Re: Singularity: AI Morality

Eliezer S. Yudkowsky (
Mon, 07 Dec 1998 13:27:02 -0600

I think the features you named are too central to useful intelligence to be eliminated.

Billy Brown wrote:
> If we are going to write a seed AI, then I agree with you that it is
> absolutely critical that its goal system function on a purely rational
> basis. There is no way a group of humans is going to impose durable
> artificial constraints on a self-modifying system of that complexity.

Hallelujah, I finally found someone sane! Yes, that's it exactly.

> However, this only begs the question - why build a seed AI?

Primarily to beat the nanotechnologists. If nuclear war doesn't get us in Y2K, grey goo will get us a few years later. (I can't even try to slow it down... that just puts it in Saddam Hussein's hands instead of Zyvex's.)

> More specifically, why attempt to create a sentient, self-enhancing entity?
> Not only is this an *extremely* dangerous undertaking,

Someone's going to do it eventually, especially if the source code of a crippleware version is floating around, and certainly if the good guys do nothing for a few decades. The key safety question is not _if_, but _when_ (and _who_!).

> but it requires that
> we solve the Hard Problem of Sentience using merely human mental faculties.

Disagreement. The Hard Problem of Consciousness is not necessarily central to the problem of intelligence. I think that they can be disentangled without too much trouble.

> Creating a non-sentient AI with similar capabilities would be both less
> complex and less hazardous. We could use the same approach you outlined in
> 'Coding a Transhuman AI', with the following changes:
> 1) Don't implement a complete goal system. Instead, the AI is instantiated
> with a single arbitrary top-level goal, and it stops running when that goal
> is completed.

[ "You have the power to compel me," echoed Archive back, flat.

It was lying.
It remembered the pain, but in the way something live'd remember the weather. Pain didn't matter to Archive. No matter how much Archangel hurt Archive, it wouldn't matter. Ever.
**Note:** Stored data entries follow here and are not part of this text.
use std::collections::HashMap;
use std::sync::Arc;

use serde::Serialize;
use tracing::{debug, info};

use crate::error::{Error, Result};
use crate::projection::web_mercator_to_wgs84;
use crate::source::{Direction, Segment, SegmentSource};

/// Dense node identifier, assigned in creation order starting at zero.
pub type NodeId = u32;

/// Default rounding granularity for merging coordinates, in projection units.
pub const DEFAULT_SNAP_TOLERANCE: f64 = 1e-6;

/// Descriptive attributes carried over from the source feature.
#[derive(Debug, Clone, Default, PartialEq, Eq, Serialize)]
pub struct EdgeMeta {
    #[serde(skip_serializing_if = "Option::is_none")]
    pub name: Option<String>,
    #[serde(skip_serializing_if = "Option::is_none")]
    pub class: Option<String>,
}

/// Directed adjacency entry.
#[derive(Debug, Clone)]
pub struct Edge {
    pub target: NodeId,
    pub weight: f64,
    pub meta: Option<Arc<EdgeMeta>>,
}

/// Grid cell a coordinate snaps into.
#[derive(Debug, Clone, Copy, PartialEq, Eq, Hash)]
pub struct SnapKey {
    pub x: i64,
    pub y: i64,
}

/// Maps snapped coordinates to node identifiers.
///
/// Two coordinates that round to the same [`SnapKey`] always receive the same
/// identifier. A node sits at its cell's snapped coordinate, so its position
/// does not depend on which vertex reached the cell first.
#[derive(Debug, Clone)]
pub struct CoordinateIndex {
    tolerance: f64,
    keys: HashMap<SnapKey, NodeId>,
    positions: Vec<[f64; 2]>,
}

impl CoordinateIndex {
    pub fn new(tolerance: f64) -> Result<Self> {
        if !tolerance.is_finite() || tolerance <= 0.0 {
            return Err(Error::invalid(
                "snap_tolerance",
                format!("must be a positive finite number, got {tolerance}"),
            ));
        }
        Ok(Self {
            tolerance,
            keys: HashMap::new(),
            positions: Vec::new(),
        })
    }

    pub fn tolerance(&self) -> f64 {
        self.tolerance
    }

    pub fn snap_key(&self, x: f64, y: f64) -> SnapKey {
        SnapKey {
            x: (x / self.tolerance).round() as i64,
            y: (y / self.tolerance).round() as i64,
        }
    }

    /// Coordinate a key snaps to.
    pub fn snapped(&self, key: SnapKey) -> [f64; 2] {
        [key.x as f64 * self.tolerance, key.y as f64 * self.tolerance]
    }

    /// Return the node for `(x, y)`, allocating the next identifier if unseen.
    pub fn get_or_create_node(&mut self, x: f64, y: f64) -> NodeId {
        let key = self.snap_key(x, y);
        let next = self.positions.len() as NodeId;
        let id = *self.keys.entry(key).or_insert(next);
        if id == next {
            self.positions.push(self.snapped(key));
        }
        id
    }

    /// Look up an existing node without allocating.
    pub fn get(&self, x: f64, y: f64) -> Option<NodeId> {
        self.keys.get(&self.snap_key(x, y)).copied()
    }

    pub fn len(&self) -> usize {
        self.positions.len()
    }

    pub fn is_empty(&self) -> bool {
        self.positions.is_empty()
    }
}

/// Options controlling graph construction.
#[derive(Debug, Clone, Copy, PartialEq)]
pub struct BuildOptions {
    pub snap_tolerance: f64,
    /// Honour one-way markers on segments. When disabled every edge is two-way.
    pub respect_oneway: bool,
}

impl Default for BuildOptions {
    fn default() -> Self {
        Self {
            snap_tolerance: DEFAULT_SNAP_TOLERANCE,
            respect_oneway: false,
        }
    }
}

/// Counters gathered while building, kept on the graph for diagnostics.
///
/// Consecutive vertices that snap onto one node never become self-loops; they
/// are counted in `degenerate_pairs` instead, so `adjacency_entries` excludes
/// them. Searches are unaffected since a self-loop can never lie on a simple
/// path.
#[derive(Debug, Clone, Copy, Default, PartialEq, Eq, Serialize)]
pub struct BuildStats {
    /// Segments consumed from the source.
    pub segments: usize,
    /// Segments dropped for having fewer than two coordinates.
    pub skipped_segments: usize,
    /// Consecutive coordinate pairs that snapped onto the same node.
    pub degenerate_pairs: usize,
    /// Edges added, counting a two-way edge once.
    pub edges: usize,
    pub nodes: usize,
    /// Directed adjacency entries.
    pub adjacency_entries: usize,
}

/// Road graph in Web Mercator metres. Immutable once built.
#[derive(Debug, Clone)]
pub struct Graph {
    positions: Vec<[f64; 2]>,
    lonlat: Vec<[f64; 2]>,
    adjacency: Vec<Vec<Edge>>,
    snap_tolerance: f64,
    stats: BuildStats,
}

impl Graph {
    pub fn node_count(&self) -> usize {
        self.positions.len()
    }

    /// Number of directed adjacency entries.
    pub fn edge_count(&self) -> usize {
        self.stats.adjacency_entries
    }

    pub fn is_empty(&self) -> bool {
        self.positions.is_empty()
    }

    pub fn stats(&self) -> &BuildStats {
        &self.stats
    }

    pub fn snap_tolerance(&self) -> f64 {
        self.snap_tolerance
    }

    pub fn contains(&self, node: NodeId) -> bool {
        (node as usize) < self.positions.len()
    }

    /// Fail with [`Error::UnknownNode`] unless `node` belongs to this graph.
    pub fn check_node(&self, node: NodeId) -> Result<()> {
        if self.contains(node) {
            Ok(())
        } else {
            Err(Error::UnknownNode {
                id: node,
                node_count: self.node_count(),
            })
        }
    }

    /// Planar position of a node.
    pub fn position(&self, node: NodeId) -> Option<[f64; 2]> {
        self.positions.get(node as usize).copied()
    }

    /// Longitude/latitude of a node.
    pub fn lonlat(&self, node: NodeId) -> Option<[f64; 2]> {
        self.lonlat.get(node as usize).copied()
    }

    pub(crate) fn positions(&self) -> &[[f64; 2]] {
        &self.positions
    }

    /// Outgoing edges of `node`; empty for unknown identifiers.
    pub fn neighbours(&self, node: NodeId) -> &[Edge] {
        self.adjacency
            .get(node as usize)
            .map(Vec::as_slice)
            .unwrap_or(&[])
    }

    /// Lightest edge from `from` to `to`, if one exists.
    pub fn edge_weight(&self, from: NodeId, to: NodeId) -> Option<f64> {
        self.neighbours(from)
            .iter()
            .filter(|edge| edge.target == to)
            .map(|edge| edge.weight)
            .min_by(f64::total_cmp)
    }

    /// Lightest edge between consecutive nodes, with its metadata.
    pub fn edge(&self, from: NodeId, to: NodeId) -> Option<&Edge> {
        self.neighbours(from)
            .iter()
            .filter(|edge| edge.target == to)
            .min_by(|a, b| a.weight.total_cmp(&b.weight))
    }

    /// Total weight of `path`, taking the lightest edge between each pair.
    ///
    /// Returns `None` when two consecutive nodes are not adjacent.
    pub fn path_weight(&self, path: &[NodeId]) -> Option<f64> {
        path.windows(2)
            .map(|pair| self.edge_weight(pair[0], pair[1]))
            .sum()
    }
}

/// Incrementally populates a [`Graph`] from planar coordinates.
#[derive(Debug, Clone)]
pub struct GraphBuilder {
    index: CoordinateIndex,
    adjacency: Vec<Vec<Edge>>,
    respect_oneway: bool,
    stats: BuildStats,
}

impl GraphBuilder {
    pub fn new(options: &BuildOptions) -> Result<Self> {
        Ok(Self {
            index: CoordinateIndex::new(options.snap_tolerance)?,
            adjacency: Vec::new(),
            respect_oneway: options.respect_oneway,
            stats: BuildStats::default(),
        })
    }

    pub fn get_or_create_node(&mut self, x: f64, y: f64) -> NodeId {
        let id = self.index.get_or_create_node(x, y);
        if id as usize >= self.adjacency.len() {
            self.adjacency.resize_with(id as usize + 1, Vec::new);
        }
        id
    }

    /// Connect `a` to `b`, and `b` back to `a` unless `one_way`.
    pub fn add_edge(
        &mut self,
        a: [f64; 2],
        b: [f64; 2],
        weight: f64,
        one_way: bool,
        meta: Option<Arc<EdgeMeta>>,
    ) -> Result<(NodeId, NodeId)> {
        if !weight.is_finite() || weight < 0.0 {
            return Err(Error::invalid(
                "weight",
                format!("edge weights must be non-negative and finite, got {weight}"),
            ));
        }

        let from = self.get_or_create_node(a[0], a[1]);
        let to = self.get_or_create_node(b[0], b[1]);

        self.adjacency[from as usize].push(Edge {
            target: to,
            weight,
            meta: meta.clone(),
        });
        self.stats.adjacency_entries += 1;
        if !one_way {
            self.adjacency[to as usize].push(Edge {
                target: from,
                weight,
                meta,
            });
            self.stats.adjacency_entries += 1;
        }
        self.stats.edges += 1;
        Ok((from, to))
    }

    /// Add every consecutive coordinate pair of a planar segment as an edge.
    pub fn add_segment(&mut self, segment: Segment) -> Result<()> {
        self.stats.segments += 1;
        if segment.coords.len() < 2 {
            self.stats.skipped_segments += 1;
            return Ok(());
        }
        if let Some(bad) = segment
            .coords
            .iter()
            .find(|c| !c[0].is_finite() || !c[1].is_finite())
        {
            return Err(Error::malformed(format!(
                "non-finite coordinate ({}, {}) in segment {}",
                bad[0], bad[1], self.stats.segments
            )));
        }

        let (coords, one_way) = match (segment.direction, self.respect_oneway) {
            (_, false) | (Direction::Both, true) => (segment.coords, false),
            (Direction::Forward, true) => (segment.coords, true),
            (Direction::Backward, true) => {
                let mut coords = segment.coords;
                coords.reverse();
                (coords, true)
            }
        };

        // Snap every vertex first so degenerate pairs are detected on node ids.
        let nodes: Vec<NodeId> = coords
            .iter()
            .map(|c| self.get_or_create_node(c[0], c[1]))
            .collect();

        for (pair, ids) in coords.windows(2).zip(nodes.windows(2)) {
            if ids[0] == ids[1] {
                self.stats.degenerate_pairs += 1;
                continue;
            }
            let weight = (pair[1][0] - pair[0][0]).hypot(pair[1][1] - pair[0][1]);
            self.add_edge(pair[0], pair[1], weight, one_way, segment.meta.clone())?;
        }
        Ok(())
    }

    pub fn node_count(&self) -> usize {
        self.index.len()
    }

    /// Number of directed adjacency entries added so far.
    pub fn edge_count(&self) -> usize {
        self.stats.adjacency_entries
    }

    pub fn finish(self) -> Graph {
        let mut stats = self.stats;
        stats.nodes = self.index.len();
        let positions = self.index.positions;
        let lonlat = positions
            .iter()
            .map(|p| web_mercator_to_wgs84(p[0], p[1]))
            .collect();
        let mut adjacency = self.adjacency;
        adjacency.resize_with(positions.len(), Vec::new);

        Graph {
            positions,
            lonlat,
            adjacency,
            snap_tolerance: self.index.tolerance,
            stats,
        }
    }
}

/// Build a routing graph from a segment source.
///
/// Coordinates are projected into Web Mercator before snapping, so the snap
/// tolerance and all edge weights are in metres.
pub fn build_graph<S>(source: &mut S, options: &BuildOptions) -> Result<Graph>
where
    S: SegmentSource + ?Sized,
{
    let crs = source.crs();
    let segments = source.read_segments()?;
    debug!(segments = segments.len(), crs = %crs, "building graph");

    let mut builder = GraphBuilder::new(options)?;
    for mut segment in segments {
        for coord in segment.coords.iter_mut() {
            *coord = crs.to_planar(*coord);
        }
        builder.add_segment(segment)?;
    }

    if builder.edge_count() == 0 {
        return Err(Error::EmptyGraph);
    }

    let graph = builder.finish();
    let stats = graph.stats();
    info!(
        nodes = stats.nodes,
        edges = stats.edges,
        adjacency_entries = stats.adjacency_entries,
        skipped_segments = stats.skipped_segments,
        degenerate_pairs = stats.degenerate_pairs,
        "graph built"
    );
    Ok(graph)
}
Archangel thought he could break Archive's will, but he was wrong. A Library doesn't have a will any more than a stardrive does. It has a what-it-does, not a will, and if you break it you don't have a Library that will do what you want. You have a broken chop-logic.

Was that what you were looking for?

Problem: You may need the full goal-and-subgoal architecture to solve problems that can be decomposed into sub-problems, and even if there's a built-in supergoal, it seems that a fairly small blind search would be needed to start finding Interim goals.

And who's to say that the goal architecture you program is the real goal architecture? Maybe, even if you program a nice subgoal system, the AI will use rational chains of predictions leading "inline" from the top goal. From there, it's only a short step to totally offline implicit goals. The problem is that it's hard to draw a fundamental distinction between goals and statements about goals. Losing the reflexive traces might help, if you can get away with it.

> 2) Don't try to implement full self-awareness. The various domdules need to
> be able to interface with each other, but we don't need to create one for
> 'thinking about thought'.

The problem is that it it's hard to draw a line between "interfacing" and "reflexivity". If domdule A can think about domdule B, and B can think about A, isn't there something thinking about itself? I'm not sure that symbolic thought (see #det_sym) is possible without some module that analyzes a set of experiences, finds the common quality, and extracts it into a symbol core. So in that place, there will be at least module that has to analyze modules.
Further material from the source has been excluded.